Ahirete iman, imanın altı şartından biridir. Kişi ahirete inanmakla imanın bu şartını yerine getirmiş olur. Bunun yanı sıra kâmil imana ulaşırsa, daha bu dünyada iken bu imanın faydalarını görür. 
“Bu bir iman meselesidir. Dünya hayatı ile ne alâkası var?” demeyiniz. İslâm canlı bir dindir. Gereklerini yerine getiren, yani İslâmî bir hayat yaşayanlara dünyada sayısız faydalar sağlar. Biz burada sadece ahirete imanın dünyada kişiye sağlayacağı faydalara bir göz atalım. 
a)Ahirete iman, kişiye huzur ve mutluluk verir. Kişi bu dünyada Allah'ın emrine uygun yaşamıştır. Haliyle Allah'ın onu koruyup gözeteceğine inanır ve huzur bulur.
b)Kişi, ölümle yok olup gideceği endişesine kapılmaz. “Acaba kaç yaşında öleceğim, 30 mu, 40 mı? Bu dünyadan nasibimi almadan mı gideceğim?” diye endişeye kapılmaz. Kaç yaşında, hayatın hangi döneminde ölürse ölsün, ahirette ebedi bir hayatın onu beklediğini bilir. 
c)Ahirete iman, erken yaşta yakınlarını kaybedenler için bir tesellidir. Çünkü bir gün ona kavuşacağına inanır ve acılara sabreder. Daha iyi şartlarda ona kavuşmak için dünyada iyiliklere yönelir.
d)Ahirete iman, dünyada haksızlığa uğrayı hakkını alamayanlar için de bir teselli kaynağıdır. İnsan uğradığı bunca zulme, onca haksızlığa rağmen zalimin serbestçe ortalıkta dolaşmasından, hakkını alamamaktan dolayı rahatsız olur, hatta kahrolur. Adalet sistemi zalimi cezalandırmaz. Mazlum da hakkını almaya güç yetiremez. Bu durumda imanlı kişi kendi kendini yemez, kahretmez. İntikam duygusuna kapılıp kanun dışı yollara başvurmaz. O zaman zulme uğrayan kişi, “Seni Allah'a havale ettim. Yarın mahşerde hakkımı senden alacağım” der. Böylece biraz olsun rahatlar. Ama ahiret inancı olmayanların böyle bir teselli kaynağı yoktur. 
e)Ahirete iman, toplumsal barışın ve huzurun da kaynağıdır. Bu iman sayesinde bireyler, yapacakları her şeyin, bu dünyada olmasa bile ahirette karşılığını göreceklerini bildiklerinden kötülüklerden uzak durur, iyiliğe yönelirler. Toplumda yardımlaşma ve kaynaşma duyguları artar. İnsanlar birbirlerinden emin olurlar. Bu da huzuru getirir.

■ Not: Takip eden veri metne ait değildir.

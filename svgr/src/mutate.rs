//! Batch edits against an immutable [`Path`].
//!
//! ```
//! use svgr::{CommandKind, Path};
//!
//! let path: Path = "M 0 0 L 10 0 L 10 10 Z".parse().unwrap();
//! let edited = path
//!     .mutate()
//!     .split_evenly(0, 1, 1)
//!     .convert(0, 2, CommandKind::Cubic)
//!     .build()
//!     .unwrap();
//!
//! assert_eq!(edited.subpaths()[0].len(), 5);
//! assert_eq!(path.subpaths()[0].len(), 4);
//! ```

use std::collections::BTreeMap;

use crate::command::{Command, CommandKind};
use crate::error::MutationError;
use crate::path::{Path, SubPath};

#[derive(Debug, Clone, PartialEq)]
enum Edit {
    Split { subpath: usize, command: usize, ts: Vec<f64> },
    Convert { subpath: usize, command: usize, kind: CommandKind },
    Reverse { subpath: usize },
    Shift { subpath: usize, amount: usize },
}

impl Edit {
    fn subpath(&self) -> usize {
	match *self {
	    Edit::Split { subpath, .. }
	    | Edit::Convert { subpath, .. }
	    | Edit::Reverse { subpath }
	    | Edit::Shift { subpath, .. } => subpath,
	}
    }
}

/// Records edits addressed by indices into the borrowed path and applies them
/// all at once in [`PathMutator::build`].
///
/// Split and convert edits address commands of the original path, so their
/// order does not matter. They are applied first; reverse and shift edits
/// follow in the order they were recorded.
#[derive(Debug)]
pub struct PathMutator<'a> {
    path: &'a Path,
    edits: Vec<Edit>,
}

impl<'a> PathMutator<'a> {
    pub(crate) fn new(path: &'a Path) -> Self {
	PathMutator { path, edits: Vec::new() }
    }

    /// Splits a command at the fractions `ts`, each strictly between 0 and 1.
    pub fn split(mut self, subpath: usize, command: usize, ts: &[f64]) -> Self {
	self.edits.push(Edit::Split { subpath, command, ts: ts.to_vec() });
	self
    }

    /// Inserts `count` evenly spaced points into a command.
    pub fn split_evenly(self, subpath: usize, command: usize, count: usize) -> Self {
	let ts: Vec<f64> = (1..=count).map(|i| i as f64 / (count + 1) as f64).collect();
	self.split(subpath, command, &ts)
    }

    pub fn convert(mut self, subpath: usize, command: usize, kind: CommandKind) -> Self {
	self.edits.push(Edit::Convert { subpath, command, kind });
	self
    }

    pub fn reverse(mut self, subpath: usize) -> Self {
	self.edits.push(Edit::Reverse { subpath });
	self
    }

    /// Rotates a closed subpath so it starts `amount` commands later.
    pub fn shift(mut self, subpath: usize, amount: usize) -> Self {
	self.edits.push(Edit::Shift { subpath, amount });
	self
    }

    fn validate(&self) -> Result<(), MutationError> {
	let subpaths = self.path.subpaths();

	for edit in &self.edits {
	    let index = edit.subpath();
	    let sub = subpaths.get(index).ok_or(MutationError::SubPathOutOfRange { index, len: subpaths.len() })?;

	    match edit {
		Edit::Split { command, ts, .. } => {
		    check_command(index, *command, sub)?;
		    if *command == 0 {
			return Err(MutationError::SplitMove { subpath: index });
		    }
		    if let Some(&t) = ts.iter().find(|&&t| !(t > 0.0 && t < 1.0)) {
			return Err(MutationError::InvalidSplit { t });
		    }
		},
		Edit::Convert { command, kind, .. } => {
		    check_command(index, *command, sub)?;
		    let from = sub.commands()[*command].kind();
		    if sub.commands()[*command].convert_to(*kind).is_none() {
			return Err(MutationError::Unconvertible { from, to: *kind });
		    }
		},
		Edit::Reverse { .. } | Edit::Shift { .. } => (),
	    }
	}

	Ok(())
    }

    pub fn build(self) -> Result<Path, MutationError> {
	self.validate()?;

	let mut converts: BTreeMap<(usize, usize), CommandKind> = BTreeMap::new();
	let mut splits: BTreeMap<(usize, usize), Vec<f64>> = BTreeMap::new();
	for edit in &self.edits {
	    match edit {
		Edit::Convert { subpath, command, kind } => {
		    converts.insert((*subpath, *command), *kind);
		},
		Edit::Split { subpath, command, ts } => {
		    splits.entry((*subpath, *command)).or_default().extend_from_slice(ts);
		},
		_ => (),
	    }
	}

	let mut subpaths = Vec::with_capacity(self.path.subpaths().len());
	for (s, sub) in self.path.subpaths().iter().enumerate() {
	    let mut commands: Vec<Command> = Vec::with_capacity(sub.len());

	    for (c, command) in sub.commands().iter().enumerate() {
		let command = match converts.get(&(s, c)) {
		    Some(&kind) => command
			.convert_to(kind)
			.ok_or(MutationError::Unconvertible { from: command.kind(), to: kind })?,
		    None => *command,
		};

		match splits.get_mut(&(s, c)) {
		    Some(ts) => {
			ts.sort_by(|a, b| a.total_cmp(b));
			ts.dedup();
			commands.extend(command.split(ts));
		    },
		    None => commands.push(command),
		}
	    }

	    let mut edited = SubPath::new(commands);
	    for edit in self.edits.iter().filter(|e| e.subpath() == s) {
		match *edit {
		    Edit::Reverse { .. } => edited = edited.reversed(),
		    Edit::Shift { amount, .. } => {
			if !edited.is_closed() {
			    return Err(MutationError::ShiftOpen { subpath: s });
			}
			edited = edited.shifted(amount);
		    },
		    _ => (),
		}
	    }

	    subpaths.push(edited);
	}

	tracing::trace!(edits = self.edits.len(), "path mutation built");
	Ok(Path::from_subpaths(subpaths))
    }
}

fn check_command(subpath: usize, index: usize, sub: &SubPath) -> Result<(), MutationError> {
    if index >= sub.len() {
	return Err(MutationError::CommandOutOfRange { subpath, index, len: sub.len() });
    }
    Ok(())
}

#[cfg(test)]
mod tests {
    use super::*;
    use crate::types::Point;
    use CommandKind::*;

    fn square() -> Path {
	"M 0 0 L 10 0 L 10 10 L 0 10 Z".parse().unwrap()
    }

    #[test]
    fn original_is_untouched() {
	let path = square();
	let edited = path.mutate().split_evenly(0, 1, 2).reverse(0).build().unwrap();

	assert_eq!(path, square());
	assert_eq!(edited.subpaths()[0].len(), 7);
    }

    #[test]
    fn splits_address_original_indices() {
	let edited = square().mutate().split_evenly(0, 1, 1).split_evenly(0, 3, 1).build().unwrap();
	let ends: Vec<Point> = edited.subpaths()[0].commands().iter().map(|c| c.end()).collect();

	assert_eq!(ends[1], Point::new(5.0, 0.0));
	assert_eq!(ends[4], Point::new(5.0, 10.0));
	assert!(edited.subpaths()[0].is_split());
	assert!(!square().subpaths()[0].is_split());
    }

    #[test]
    fn repeated_splits_of_one_command_merge() {
	let edited = square().mutate().split(0, 1, &[0.5]).split(0, 1, &[0.25, 0.5]).build().unwrap();
	assert_eq!(edited.subpaths()[0].len(), 7);
    }

    #[test]
    fn convert_then_split() {
	let edited = square().mutate().convert(0, 2, Cubic).split_evenly(0, 2, 1).build().unwrap();
	assert_eq!(edited.subpaths()[0].kinds(), vec![Move, Line, Cubic, Cubic, Line, Close]);
    }

    #[test]
    fn rejects_bad_indices() {
	assert_eq!(
	    square().mutate().reverse(3).build(),
	    Err(MutationError::SubPathOutOfRange { index: 3, len: 1 })
	);
	assert_eq!(
	    square().mutate().split(0, 9, &[0.5]).build(),
	    Err(MutationError::CommandOutOfRange { subpath: 0, index: 9, len: 5 })
	);
	assert_eq!(square().mutate().split(0, 0, &[0.5]).build(), Err(MutationError::SplitMove { subpath: 0 }));
	assert_eq!(square().mutate().split(0, 1, &[1.0]).build(), Err(MutationError::InvalidSplit { t: 1.0 }));
    }

    #[test]
    fn rejects_unconvertible_kind() {
	assert_eq!(
	    square().mutate().convert(0, 1, EllipticalArc).build(),
	    Err(MutationError::Unconvertible { from: Line, to: EllipticalArc })
	);
    }

    #[test]
    fn shift_requires_closed_subpath() {
	let open: Path = "M 0 0 L 10 0 L 10 10".parse().unwrap();
	assert_eq!(open.mutate().shift(0, 1).build(), Err(MutationError::ShiftOpen { subpath: 0 }));
    }

    #[test]
    fn moves_relink_after_reverse() {
	let path: Path = "M 0 0 L 10 0 M 20 0 L 30 0".parse().unwrap();
	let edited = path.mutate().reverse(0).build().unwrap();

	assert_eq!(edited.subpaths()[0].origin(), Point::new(10.0, 0.0));
	assert_eq!(edited.subpaths()[1].commands()[0].start(), Point::new(0.0, 0.0));
    }
}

f)Ahirete iman, insanların moralini de yüksek tutar. İslâm Ordusu, devrinin en güçlü ordusuna sahip İran Ordusunu yener. Buna hayret edenlere, İslâm Ordusunun Komutanı Sa'd bin ebi Vakkas şu cevabı verir:
“Benim askerim şehit olmaya ne kadar isteklilerse, karşımızdaki askerler de o derecede ölmekten korkuyorlardı.”
Yazımı, şehitlerin durumunu anlatan Bakara Suresi 154. Ayeti ile bitirmek istiyorum:
“Allah yolunda öldürülenlere 'ölüler' demeyiniz. Bilâkis onlar diridirler, fakat siz anlayamazsınız.”